We also should spend some of our hard-earned money to develop our craft—as I did, at age 52, when I enrolled in a five-year program to earn a Master of Fine Arts degree at Northwestern University, which changed the trajectory of my creative path. And we don’t have to wait for some benevolent aunt to help us out. We can find other means to support our dreams, such as grants for writers and other artists.
“A room of one’s own…”
First, there is the literal space—preferably with a door that shuts out the world. For women, this space has too often been rare. Jane Austen’s novels have lived on as classics and even inspired films, but she was so self-conscious when someone discovered her in the act of writing that she hid her pages. To protect ourselves and our works too new to be shared, we need private space that’s conducive to creation. It’s time to take up our space, both physical and emotional, not only for our creativity, but also to lead a healthy life.
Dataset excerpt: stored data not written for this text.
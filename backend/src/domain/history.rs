//! Change history for user stories and issues.
//!
//! Every tracked change stores the diff against the entity's previous state.
//! Only every few entries carry a full frozen snapshot; the state between
//! them is rebuilt by replaying the partial diffs onto the last snapshot.
//! Comments ride along with changes and can be hidden and restored later.

use std::collections::{BTreeMap, BTreeSet};
use std::fmt;

use chrono::{DateTime, Utc};
use serde::{Deserialize, Serialize};
use serde_json::Value;
use utoipa::ToSchema;
use uuid::Uuid;

use crate::domain::user_story::ORDER_FIELDS;
use crate::domain::{Error, IssueId, TaskId, User, UserId, UserStoryId};

/// Entity a history entry belongs to.
#[derive(Debug, Clone, Copy, PartialEq, Eq, Hash)]
pub enum HistoryTarget {
    /// Keyed `userstories.userstory:{id}`.
    UserStory(UserStoryId),
    /// Keyed `tasks.task:{id}`.
    Task(TaskId),
    /// Keyed `issues.issue:{id}`.
    Issue(IssueId),
}

impl HistoryTarget {
    /// Storage key, e.g. `userstories.userstory:7`.
    pub fn key(self) -> String {
        match self {
            Self::UserStory(id) => format!("userstories.userstory:{id}"),
            Self::Task(id) => format!("tasks.task:{id}"),
            Self::Issue(id) => format!("issues.issue:{id}"),
        }
    }

    /// Resolve the `{content_type}/{id}` pair used in history URLs.
    pub fn from_path(content_type: &str, id: i64) -> Option<Self> {
        match content_type {
            "userstory" => Some(Self::UserStory(UserStoryId::new(id))),
            "task" => Some(Self::Task(TaskId::new(id))),
            "issue" => Some(Self::Issue(IssueId::new(id))),
            _ => None,
        }
    }
}

impl fmt::Display for HistoryTarget {
    fn fmt(&self, f: &mut fmt::Formatter<'_>) -> fmt::Result {
        f.write_str(&self.key())
    }
}

/// What happened to the entity.
#[derive(Debug, Clone, Copy, PartialEq, Eq, Serialize, Deserialize, ToSchema)]
#[serde(rename_all = "snake_case")]
pub enum HistoryKind {
    /// First entry of an item, always a full snapshot.
    Create,
    /// An edit, or a bare comment when the diff is empty.
    Change,
    /// Last entry, written when the item is removed.
    Delete,
}

impl HistoryKind {
    /// Storage name, matching the serde form.
    pub const fn as_str(self) -> &'static str {
        match self {
            Self::Create => "create",
            Self::Change => "change",
            Self::Delete => "delete",
        }
    }

    /// Inverse of [`HistoryKind::as_str`]; `None` for unknown names.
    pub fn parse(raw: &str) -> Option<Self> {
        match raw {
            "create" => Some(Self::Create),
            "change" => Some(Self::Change),
            "delete" => Some(Self::Delete),
            _ => None,
        }
    }
}

/// Author of an entry, frozen at write time.
#[derive(Debug, Clone, PartialEq, Eq, Serialize, Deserialize, ToSchema)]
pub struct HistoryUser {
    #[schema(value_type = Option<i64>)]
    pub pk: Option<UserId>,
    pub name: String,
}

impl HistoryUser {
    /// Author record for `user`.
    pub fn from_user(user: &User) -> Self {
        Self {
            pk: Some(user.id),
            name: user.display_name().to_owned(),
        }
    }
}

/// Field name to `[old, new]`.
pub type Diff = BTreeMap<String, [Value; 2]>;

/// One recorded change.
#[derive(Debug, Clone, PartialEq)]
pub struct HistoryEntry {
    pub id: Uuid,
    pub key: String,
    pub user: HistoryUser,
    pub created_at: DateTime<Utc>,
    pub kind: HistoryKind,
    pub diff: Diff,
    pub values_diff: Diff,
    pub snapshot: Option<Value>,
    pub comment: String,
    pub delete_comment_date: Option<DateTime<Utc>>,
    pub delete_comment_user: Option<HistoryUser>,
    pub is_hidden: bool,
    pub is_snapshot: bool,
}

impl HistoryEntry {
    /// Hide the comment of this entry.
    ///
    /// # Errors
    /// Returns [`Error::invalid_request`] when the entry has no comment.
    pub fn delete_comment(&mut self, user: HistoryUser, now: DateTime<Utc>) -> Result<(), Error> {
        self.require_comment()?;
        self.delete_comment_date = Some(now);
        self.delete_comment_user = Some(user);
        Ok(())
    }

    /// Restore a hidden comment.
    ///
    /// # Errors
    /// Returns [`Error::invalid_request`] when the entry has no comment.
    pub fn undelete_comment(&mut self) -> Result<(), Error> {
        self.require_comment()?;
        self.delete_comment_date = None;
        self.delete_comment_user = None;
        Ok(())
    }

    fn require_comment(&self) -> Result<(), Error> {
        if self.comment.trim().is_empty() {
            return Err(Error::invalid_request("Comment does not exist"));
        }
        Ok(())
    }

    /// Field names this entry changed.
    pub fn changed_fields(&self) -> impl Iterator<Item = &str> {
        self.diff.keys().map(String::as_str)
    }
}

/// Per-field differences between two snapshots.
///
/// Missing snapshots count as empty objects, so a creation diffs every field
/// against `null`.
pub fn diff_snapshots(previous: Option<&Value>, current: Option<&Value>) -> Diff {
    let empty = serde_json::Map::new();
    let before = previous.and_then(Value::as_object).unwrap_or(&empty);
    let after = current.and_then(Value::as_object).unwrap_or(&empty);

    let keys: BTreeSet<&String> = before.keys().chain(after.keys()).collect();
    keys.into_iter()
        .filter_map(|key| {
            let old = before.get(key).cloned().unwrap_or(Value::Null);
            let new = after.get(key).cloned().unwrap_or(Value::Null);
            (old != new).then(|| (key.clone(), [old, new]))
        })
        .collect()
}

/// An entry is hidden when it only moved the entity on a board.
pub fn is_hidden_change(diff: &Diff, comment: &str) -> bool {
    !diff.is_empty()
        && comment.trim().is_empty()
        && diff.keys().all(|key| ORDER_FIELDS.contains(&key.as_str()))
}

/// Union of fields changed by `entries`.
pub fn changed_fields<'a>(entries: impl IntoIterator<Item = &'a HistoryEntry>) -> BTreeSet<String> {
    entries
        .into_iter()
        .flat_map(|entry| entry.changed_fields().map(str::to_owned))
        .collect()
}

/// Partial entries allowed between two full snapshots when not configured.
pub const DEFAULT_MAX_PARTIAL_DIFFS: usize = 60;

/// State the next entry of a key diffs against.
#[derive(Debug, Clone, Default, PartialEq)]
pub struct LastState {
    /// Latest full snapshot with every later diff replayed onto it.
    pub state: Option<Value>,
    /// The next entry must store a full snapshot.
    pub needs_snapshot: bool,
}

/// Rebuild the current state of a key from its entries, oldest first.
///
/// A full snapshot is due when the key has none yet or when
/// `max_partial_diffs` partial entries already follow the last one.
pub fn last_state(entries: &[HistoryEntry], max_partial_diffs: usize) -> LastState {
    let last_full = entries.iter().enumerate().rev().find_map(|(position, entry)| {
        entry
            .snapshot
            .as_ref()
            .filter(|_| entry.is_snapshot)
            .map(|snapshot| (position, snapshot))
    });
    let Some((position, snapshot)) = last_full else {
        return LastState {
            state: None,
            needs_snapshot: true,
        };
    };
    let partials = &entries[position + 1..];
    let mut state = snapshot.clone();
    if let Value::Object(fields) = &mut state {
        for (field, [_, new]) in partials.iter().flat_map(|entry| entry.diff.iter()) {
            fields.insert(field.clone(), new.clone());
        }
    }
    LastState {
        state: Some(state),
        needs_snapshot: partials.len() >= max_partial_diffs,
    }
}

/// Inputs for a snapshot.
#[derive(Debug, Clone)]
pub struct SnapshotInput {
    pub target: HistoryTarget,
    pub kind: HistoryKind,
    pub snapshot: Value,
    pub user: HistoryUser,
    pub comment: String,
    pub now: DateTime<Utc>,
}

/// Build the entry for a snapshot given the key's current state.
///
/// The frozen snapshot is kept only when `previous` says one is due.
/// Returns `None` for a change that neither alters a field nor carries a
/// comment.
pub fn build_entry(previous: &LastState, input: SnapshotInput) -> Option<HistoryEntry> {
    let SnapshotInput {
        target,
        kind,
        snapshot,
        user,
        comment,
        now,
    } = input;
    let diff = match kind {
        HistoryKind::Create | HistoryKind::Change => {
            diff_snapshots(previous.state.as_ref(), Some(&snapshot))
        }
        HistoryKind::Delete => Diff::new(),
    };
    if kind == HistoryKind::Change && diff.is_empty() && comment.trim().is_empty() {
        return None;
    }
    let is_snapshot = previous.needs_snapshot;
    Some(HistoryEntry {
        id: Uuid::new_v4(),
        key: target.key(),
        user,
        created_at: now,
        kind,
        is_hidden: is_hidden_change(&diff, &comment),
        values_diff: diff.clone(),
        diff,
        snapshot: is_snapshot.then_some(snapshot),
        comment: comment.trim().to_owned(),
        delete_comment_date: None,
        delete_comment_user: None,
        is_snapshot,
    })
}

#[cfg(test)]
mod tests;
The other kind of “room …”
Then there is the figurative space. In my first novel, The Secrets of Ohnita Harbor, the protagonist Gabriela reflects on the meaning of Woolf’s advice about a “room of one’s own” in a conversation with Officer Thelma Tulowski who is investigating a suspicious drowning death. Both these harried women resonate with the thought of having an escape from the distress and distractions.
We, too, get in touch with our longing for the space in which to dream, become inspired, and create. This is also the hardest space to claim and protect, given all that occupies our minds from problems in the world to worries in our own lives. Yet, in giving ourselves room to breathe—whether through meditation, relaxation techniques, or good old-fashioned mental discipline—we preserve both sanity and sanctity.
For the Sake of Shakespeare’s Imaginary Sister
Each time we follow Woolf’s advice, we don’t just do it for ourselves; we also stake a claim for all women—past, present, and future. Woolf provides some thoughts on this, too, by imagining that Shakespeare had a sister—a woman just as clever, just as passionate. But instead of pursuing the bard’s path, this make-believe sister was thwarted in everything she tried and “died young … never wrote a word.”
All those poets and playwrites, writers and dreamers live within us. In their memory, we commit to securing what we need to support ourselves and our creativity—with sufficient money and a room of our own.
Patricia Crisafulli is an award-winning writer and a New York Times bestselling author. Her first novel, The Secrets of Ohnita Harbor, was published by Woodhall Press in 2022, and her second, The Secrets of Still Waters Chasm, was published in September 2023.